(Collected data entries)
:::

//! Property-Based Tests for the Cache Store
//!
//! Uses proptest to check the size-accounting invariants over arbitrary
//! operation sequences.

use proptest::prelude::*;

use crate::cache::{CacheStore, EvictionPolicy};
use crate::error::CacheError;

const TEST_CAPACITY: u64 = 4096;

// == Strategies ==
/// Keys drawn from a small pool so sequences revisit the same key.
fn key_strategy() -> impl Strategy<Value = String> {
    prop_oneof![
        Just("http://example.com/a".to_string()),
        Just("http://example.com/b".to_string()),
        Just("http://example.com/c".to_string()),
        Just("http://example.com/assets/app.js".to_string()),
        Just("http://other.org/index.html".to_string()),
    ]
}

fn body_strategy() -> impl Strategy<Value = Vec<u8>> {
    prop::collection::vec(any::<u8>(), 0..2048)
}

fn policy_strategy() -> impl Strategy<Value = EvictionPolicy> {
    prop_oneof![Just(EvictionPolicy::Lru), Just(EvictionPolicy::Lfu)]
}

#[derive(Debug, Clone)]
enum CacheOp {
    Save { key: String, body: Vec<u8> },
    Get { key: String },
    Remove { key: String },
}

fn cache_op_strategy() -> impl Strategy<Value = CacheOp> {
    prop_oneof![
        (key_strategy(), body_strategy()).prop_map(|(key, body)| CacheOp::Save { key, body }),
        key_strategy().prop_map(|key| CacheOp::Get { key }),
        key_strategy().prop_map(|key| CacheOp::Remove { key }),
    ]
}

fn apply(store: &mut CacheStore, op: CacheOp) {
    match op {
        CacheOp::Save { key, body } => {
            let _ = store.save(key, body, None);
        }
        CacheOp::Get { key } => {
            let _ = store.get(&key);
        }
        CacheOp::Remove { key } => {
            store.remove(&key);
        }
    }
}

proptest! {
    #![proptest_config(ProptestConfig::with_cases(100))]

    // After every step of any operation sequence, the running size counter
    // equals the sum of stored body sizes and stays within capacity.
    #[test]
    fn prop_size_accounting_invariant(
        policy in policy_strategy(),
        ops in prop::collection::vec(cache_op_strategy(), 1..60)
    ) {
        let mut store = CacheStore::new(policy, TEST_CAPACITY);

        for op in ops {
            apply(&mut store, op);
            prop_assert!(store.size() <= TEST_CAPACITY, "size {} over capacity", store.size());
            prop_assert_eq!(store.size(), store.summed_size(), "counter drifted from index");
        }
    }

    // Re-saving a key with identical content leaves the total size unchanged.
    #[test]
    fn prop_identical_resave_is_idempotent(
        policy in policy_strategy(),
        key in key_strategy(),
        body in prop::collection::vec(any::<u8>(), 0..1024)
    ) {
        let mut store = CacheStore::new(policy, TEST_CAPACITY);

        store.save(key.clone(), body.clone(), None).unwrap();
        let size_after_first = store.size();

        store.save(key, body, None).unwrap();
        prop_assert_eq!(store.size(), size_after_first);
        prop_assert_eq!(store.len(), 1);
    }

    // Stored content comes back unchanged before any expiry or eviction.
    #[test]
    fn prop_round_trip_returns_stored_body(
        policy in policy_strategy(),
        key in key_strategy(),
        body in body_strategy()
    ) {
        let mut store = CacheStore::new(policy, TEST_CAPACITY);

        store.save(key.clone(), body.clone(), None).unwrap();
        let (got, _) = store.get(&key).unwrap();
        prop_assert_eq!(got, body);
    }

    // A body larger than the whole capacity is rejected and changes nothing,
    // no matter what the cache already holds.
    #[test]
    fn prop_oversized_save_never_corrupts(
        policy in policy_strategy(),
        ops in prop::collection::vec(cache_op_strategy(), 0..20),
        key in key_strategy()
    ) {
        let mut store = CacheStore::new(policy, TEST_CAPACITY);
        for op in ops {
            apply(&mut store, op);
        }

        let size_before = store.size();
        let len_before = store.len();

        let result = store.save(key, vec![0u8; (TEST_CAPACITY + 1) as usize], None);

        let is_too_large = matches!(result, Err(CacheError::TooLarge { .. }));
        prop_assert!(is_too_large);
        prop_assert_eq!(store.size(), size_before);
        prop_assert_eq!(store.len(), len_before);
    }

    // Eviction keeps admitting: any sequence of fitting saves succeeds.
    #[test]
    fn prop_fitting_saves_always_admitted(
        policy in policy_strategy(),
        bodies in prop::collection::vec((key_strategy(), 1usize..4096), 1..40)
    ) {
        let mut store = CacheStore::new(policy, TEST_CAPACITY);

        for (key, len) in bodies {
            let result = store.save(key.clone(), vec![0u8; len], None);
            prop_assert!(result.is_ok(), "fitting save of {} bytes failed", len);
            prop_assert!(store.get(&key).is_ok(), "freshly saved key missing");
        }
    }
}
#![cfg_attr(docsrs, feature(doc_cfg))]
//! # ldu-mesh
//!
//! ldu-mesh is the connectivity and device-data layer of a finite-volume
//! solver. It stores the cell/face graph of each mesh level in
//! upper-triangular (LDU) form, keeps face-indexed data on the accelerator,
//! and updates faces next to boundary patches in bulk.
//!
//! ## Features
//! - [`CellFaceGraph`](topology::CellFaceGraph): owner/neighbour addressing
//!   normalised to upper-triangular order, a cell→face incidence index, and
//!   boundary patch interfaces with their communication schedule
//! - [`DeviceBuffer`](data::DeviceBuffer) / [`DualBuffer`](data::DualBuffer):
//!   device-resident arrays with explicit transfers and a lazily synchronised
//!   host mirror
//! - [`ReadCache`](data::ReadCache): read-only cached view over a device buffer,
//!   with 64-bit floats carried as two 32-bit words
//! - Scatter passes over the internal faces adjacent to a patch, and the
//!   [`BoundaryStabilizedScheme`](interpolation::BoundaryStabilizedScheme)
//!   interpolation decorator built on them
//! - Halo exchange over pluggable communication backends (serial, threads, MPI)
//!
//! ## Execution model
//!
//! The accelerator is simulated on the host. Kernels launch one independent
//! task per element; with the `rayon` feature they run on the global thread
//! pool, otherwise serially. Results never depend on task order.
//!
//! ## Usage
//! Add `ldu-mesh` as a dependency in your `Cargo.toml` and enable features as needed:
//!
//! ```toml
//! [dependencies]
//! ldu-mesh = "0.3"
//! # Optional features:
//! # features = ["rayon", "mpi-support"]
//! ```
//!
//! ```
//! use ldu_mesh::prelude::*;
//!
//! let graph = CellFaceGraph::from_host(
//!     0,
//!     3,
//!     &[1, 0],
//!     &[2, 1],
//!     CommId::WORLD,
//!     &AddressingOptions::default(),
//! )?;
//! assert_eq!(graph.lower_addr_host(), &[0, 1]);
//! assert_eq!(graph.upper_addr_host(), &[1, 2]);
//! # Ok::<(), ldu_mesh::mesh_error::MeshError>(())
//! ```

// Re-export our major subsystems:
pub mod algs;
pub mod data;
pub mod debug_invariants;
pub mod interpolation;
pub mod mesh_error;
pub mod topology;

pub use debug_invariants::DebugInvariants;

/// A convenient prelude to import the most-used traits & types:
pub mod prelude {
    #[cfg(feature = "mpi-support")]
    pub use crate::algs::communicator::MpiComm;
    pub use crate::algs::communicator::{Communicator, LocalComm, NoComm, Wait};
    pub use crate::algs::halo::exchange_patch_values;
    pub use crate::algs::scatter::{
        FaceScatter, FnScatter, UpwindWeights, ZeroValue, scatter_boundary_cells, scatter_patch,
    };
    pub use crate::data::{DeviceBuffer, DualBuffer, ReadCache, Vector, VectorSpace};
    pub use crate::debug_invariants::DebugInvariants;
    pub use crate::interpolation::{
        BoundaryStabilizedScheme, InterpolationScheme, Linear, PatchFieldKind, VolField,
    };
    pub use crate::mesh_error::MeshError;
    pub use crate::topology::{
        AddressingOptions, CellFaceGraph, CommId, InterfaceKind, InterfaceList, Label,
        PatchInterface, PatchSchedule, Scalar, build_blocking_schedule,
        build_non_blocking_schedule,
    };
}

:::

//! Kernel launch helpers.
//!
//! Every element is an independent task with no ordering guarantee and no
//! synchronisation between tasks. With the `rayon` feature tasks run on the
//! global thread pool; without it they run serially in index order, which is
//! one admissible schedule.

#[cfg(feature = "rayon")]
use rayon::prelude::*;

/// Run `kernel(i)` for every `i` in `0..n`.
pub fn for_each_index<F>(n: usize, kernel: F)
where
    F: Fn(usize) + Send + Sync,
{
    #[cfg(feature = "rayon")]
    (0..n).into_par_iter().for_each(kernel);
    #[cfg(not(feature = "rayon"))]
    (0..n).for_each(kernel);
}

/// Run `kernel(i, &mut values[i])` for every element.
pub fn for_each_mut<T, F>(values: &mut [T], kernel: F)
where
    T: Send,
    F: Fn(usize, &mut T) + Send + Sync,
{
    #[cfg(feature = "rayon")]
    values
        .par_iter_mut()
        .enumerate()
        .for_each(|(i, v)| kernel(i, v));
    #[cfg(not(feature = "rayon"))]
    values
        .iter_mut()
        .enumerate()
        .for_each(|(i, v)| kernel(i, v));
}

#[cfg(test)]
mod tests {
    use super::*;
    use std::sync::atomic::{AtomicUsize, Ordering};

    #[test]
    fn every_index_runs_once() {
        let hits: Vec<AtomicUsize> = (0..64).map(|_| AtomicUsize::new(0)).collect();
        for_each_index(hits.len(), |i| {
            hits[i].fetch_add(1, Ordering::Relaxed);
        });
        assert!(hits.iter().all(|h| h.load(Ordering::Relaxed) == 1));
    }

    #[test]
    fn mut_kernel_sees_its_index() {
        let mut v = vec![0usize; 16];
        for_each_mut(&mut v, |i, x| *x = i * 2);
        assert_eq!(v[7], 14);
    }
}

:::

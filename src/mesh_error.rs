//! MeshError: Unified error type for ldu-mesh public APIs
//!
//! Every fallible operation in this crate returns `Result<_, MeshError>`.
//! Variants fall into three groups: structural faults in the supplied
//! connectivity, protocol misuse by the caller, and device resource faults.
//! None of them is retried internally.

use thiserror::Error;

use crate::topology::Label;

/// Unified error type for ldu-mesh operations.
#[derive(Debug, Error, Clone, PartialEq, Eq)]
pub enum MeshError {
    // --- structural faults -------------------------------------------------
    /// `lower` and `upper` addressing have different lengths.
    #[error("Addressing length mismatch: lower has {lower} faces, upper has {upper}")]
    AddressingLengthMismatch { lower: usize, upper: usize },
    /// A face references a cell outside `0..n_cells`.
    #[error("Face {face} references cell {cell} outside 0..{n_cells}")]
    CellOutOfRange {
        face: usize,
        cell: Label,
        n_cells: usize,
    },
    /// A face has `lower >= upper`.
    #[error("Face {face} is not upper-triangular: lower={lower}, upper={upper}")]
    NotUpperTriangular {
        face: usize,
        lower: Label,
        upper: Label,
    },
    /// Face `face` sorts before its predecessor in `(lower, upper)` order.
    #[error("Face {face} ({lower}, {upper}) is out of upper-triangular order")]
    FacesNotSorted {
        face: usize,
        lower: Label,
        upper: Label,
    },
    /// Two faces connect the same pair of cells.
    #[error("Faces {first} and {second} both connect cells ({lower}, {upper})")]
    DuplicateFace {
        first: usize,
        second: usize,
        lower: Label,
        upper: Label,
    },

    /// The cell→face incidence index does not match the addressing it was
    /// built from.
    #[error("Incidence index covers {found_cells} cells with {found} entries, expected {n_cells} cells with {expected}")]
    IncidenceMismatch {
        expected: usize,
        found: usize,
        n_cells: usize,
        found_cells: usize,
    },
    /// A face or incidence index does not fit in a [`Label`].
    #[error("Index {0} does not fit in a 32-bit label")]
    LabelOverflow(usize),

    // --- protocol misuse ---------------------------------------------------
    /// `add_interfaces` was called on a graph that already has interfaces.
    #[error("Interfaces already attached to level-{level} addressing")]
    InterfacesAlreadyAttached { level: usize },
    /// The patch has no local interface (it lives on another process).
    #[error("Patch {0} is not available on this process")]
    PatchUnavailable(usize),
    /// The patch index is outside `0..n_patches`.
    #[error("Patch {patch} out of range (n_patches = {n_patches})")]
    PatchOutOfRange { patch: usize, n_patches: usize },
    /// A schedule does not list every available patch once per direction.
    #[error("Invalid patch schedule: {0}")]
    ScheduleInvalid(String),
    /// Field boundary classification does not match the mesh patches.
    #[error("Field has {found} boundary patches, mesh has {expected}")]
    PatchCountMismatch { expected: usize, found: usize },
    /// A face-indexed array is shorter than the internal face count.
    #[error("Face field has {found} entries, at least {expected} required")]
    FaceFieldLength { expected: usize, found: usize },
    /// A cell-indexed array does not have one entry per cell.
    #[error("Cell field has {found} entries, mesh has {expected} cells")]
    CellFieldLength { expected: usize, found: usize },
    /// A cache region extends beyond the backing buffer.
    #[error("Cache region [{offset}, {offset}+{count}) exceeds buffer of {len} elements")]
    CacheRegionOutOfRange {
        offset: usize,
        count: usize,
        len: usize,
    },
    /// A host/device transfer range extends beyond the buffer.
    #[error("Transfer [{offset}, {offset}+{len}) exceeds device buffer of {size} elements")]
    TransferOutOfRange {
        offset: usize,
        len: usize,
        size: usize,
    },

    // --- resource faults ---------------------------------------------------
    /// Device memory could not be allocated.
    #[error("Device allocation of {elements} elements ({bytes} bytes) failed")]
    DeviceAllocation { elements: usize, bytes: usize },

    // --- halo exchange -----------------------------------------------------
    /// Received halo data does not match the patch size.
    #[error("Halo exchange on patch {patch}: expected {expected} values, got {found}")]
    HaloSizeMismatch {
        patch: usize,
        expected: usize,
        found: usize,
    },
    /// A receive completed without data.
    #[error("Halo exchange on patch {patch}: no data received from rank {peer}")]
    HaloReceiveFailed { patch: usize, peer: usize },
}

:::

Could you copy every line from the records that mentions the word "ReadCache"?

= Task answer =
//! - [`ReadCache`](data::ReadCache): read-only cached view over a device buffer,
    pub use crate::data::{DeviceBuffer, DualBuffer, ReadCache, Vector, VectorSpace};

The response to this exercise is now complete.